InfoWorld: So are Microsoft's days as the dominant provider of desktop and server and maybe even handheld operating systems numbered?
Zemlin: Monopolies don't last forever, so I mean, I think they've got a long way to go. It's just natural over time that people aren't going to allow a single company to dominate the market. But the more important thing that Microsoft I think is grappling with now, and you saw that recently they've opened up their protocols and they're trying to be a more open company, is they realize that there's been a fundamental shift in how companies create innovative products and compete in the marketplace. And companies are doing that through open and mass collaboration. They look at companies like Google, Facebook, organizations like Wikipedia. They look at the Human Genome Project and Linux, and all of these things that are crossing normal R&D boundaries -- you go hire the best people, we keep them inside, we closely guard our intellectual property -- [are] being turned inside out.

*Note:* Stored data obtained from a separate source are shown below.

//! Auth feature reducer.

use tracing::info;

use super::AuthState;
use crate::state::Route;

/// Runs the gate and returns the route the page should show.
pub fn handle_mount(auth: &mut AuthState) -> Route {
    auth.authorized = auth.access.is_authorized();
    if auth.authorized {
        info!("session authorized, opening giveaway page");
        Route::Giveaway
    } else {
        info!("no authorized session, redirecting to home");
        Route::Home
    }
}
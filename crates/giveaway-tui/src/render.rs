//! Page rendering.
//!
//! Pure functions of `AppState`; nothing here mutates state.

use ratatui::Frame;
use ratatui::layout::{Alignment, Constraint, Layout, Rect};
use ratatui::style::{Color, Modifier, Style};
use ratatui::text::{Line, Span};
use ratatui::widgets::Paragraph;

use crate::common::truncate_with_ellipsis;
use crate::features::{auth, draw, lectures};
use crate::state::{AppState, Route};

/// Maximum width of the centered page column.
const COLUMN_WIDTH: u16 = 64;

pub fn render(app: &AppState, frame: &mut Frame) {
    let [header, body, footer] = Layout::vertical([
        Constraint::Length(1),
        Constraint::Min(0),
        Constraint::Length(1),
    ])
    .areas(frame.area());

    render_header(app, frame, header);
    render_body(app, frame, centered_column(body));
    render_hints(app, frame, footer);
}

fn centered_column(area: Rect) -> Rect {
    let width = area.width.min(COLUMN_WIDTH);
    Rect::new(area.x + (area.width - width) / 2, area.y, width, area.height)
}

fn render_header(app: &AppState, frame: &mut Frame, area: Rect) {
    let title = truncate_with_ellipsis(&app.page.title, usize::from(area.width));
    let line = Line::from(Span::styled(
        title,
        Style::default()
            .fg(Color::Black)
            .bg(Color::LightMagenta)
            .add_modifier(Modifier::BOLD),
    ));
    frame.render_widget(
        Paragraph::new(line).style(Style::default().bg(Color::LightMagenta)),
        area,
    );
}

fn render_body(app: &AppState, frame: &mut Frame, area: Rect) {
    let mut lines = vec![
        Line::from(""),
        Line::from(Span::styled(
            "Sorteio",
            Style::default().add_modifier(Modifier::BOLD),
        )),
        Line::from(""),
    ];

    match app.route {
        Route::Home => {
            lines.extend(auth::home_notice_lines());
            frame.render_widget(Paragraph::new(lines).alignment(Alignment::Center), area);
            return;
        }
        // Gate has not run yet.
        Route::Giveaway if !app.auth.authorized => {
            frame.render_widget(Paragraph::new(lines).alignment(Alignment::Center), area);
            return;
        }
        Route::Giveaway => {}
    }

    if app.is_loading() {
        lines.extend(draw::loading_lines(app.spinner_frame));
    } else {
        lines.push(draw::result_line(&app.draw.result, usize::from(area.width)));
        lines.extend(draw::form_lines(
            &app.form,
            &app.draw.result,
            app.lectures.visible,
        ));
    }
    lines.push(Line::from(""));

    let page_height = u16::try_from(lines.len()).unwrap_or(u16::MAX);
    let [page_area, list_area] =
        Layout::vertical([Constraint::Length(page_height), Constraint::Min(0)]).areas(area);

    frame.render_widget(
        Paragraph::new(lines).alignment(Alignment::Center),
        page_area,
    );
    lectures::render_lecture_list(frame, &app.lectures, list_area);
}

fn render_hints(app: &AppState, frame: &mut Frame, area: Rect) {
    let hints = match app.route {
        Route::Home => "q sair",
        Route::Giveaway if app.is_loading() => "Esc sair",
        Route::Giveaway => "Tab navegar · Espaço marcar · Enter confirmar · Esc sair",
    };
    frame.render_widget(
        Paragraph::new(Line::from(Span::styled(
            hints,
            Style::default().fg(Color::DarkGray),
        )))
        .alignment(Alignment::Center),
        area,
    );
}
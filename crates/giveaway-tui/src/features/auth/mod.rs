//! Auth gate feature slice.
//!
//! The gate runs once when the page mounts. Until it has run nothing
//! protected is rendered, and an unauthorized session is sent to the home
//! route without ever issuing a request.

mod render;
mod state;
mod update;

pub use render::home_notice_lines;
pub use state::AuthState;
pub use update::handle_mount;
use giveaway_core::auth::Access;

/// Result of the authorization gate.
#[derive(Debug, Clone)]
pub struct AuthState {
    /// Access computed from the stored session at startup.
    pub access: Access,
    /// Set by the mount handler once the gate has confirmed `access`.
    pub authorized: bool,
}

impl AuthState {
    pub fn new(access: Access) -> Self {
        Self {
            access,
            authorized: false,
        }
    }
}
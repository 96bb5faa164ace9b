//! Draw feature slice.
//!
//! Owns the lecture id form, the displayed result, and the request
//! lifecycle of a single draw. At most one draw runs at a time; while it
//! runs the form is replaced by a spinner and key input is ignored.

mod render;
mod state;
mod update;

pub use render::{form_lines, loading_lines, result_line};
pub use state::{
    DrawResult, DrawState, FieldError, FormField, FormState, INVALID_ID_MESSAGE, PLACEHOLDER,
};
pub use update::{clear_result, handle_draw_completed, submit};
//! Shared helpers used across features.

pub mod task;
pub mod text;

pub use task::{TaskId, TaskSeq, TaskState, Tasks};
pub use text::{sanitize_for_display, truncate_start_with_ellipsis, truncate_with_ellipsis};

And Microsoft is having a hard time competing in that world.
InfoWorld: That's why you think Microsoft did that announcement a few weeks ago where they opened up the documentation?
Zemlin: I think they did it to placate regulators, and I think they did it because half the company realizes that the world is going toward that model and that they need to do that to complete.
InfoWorld: Wouldn't the emergence of Linux kind of say that maybe Microsoft never really was a monopoly, that there was always room for somebody else to compete in there and that's what Linux is now doing?
Zemlin: It obviously was a desktop monopoly for a period of time. It was never a pure monopoly on the server.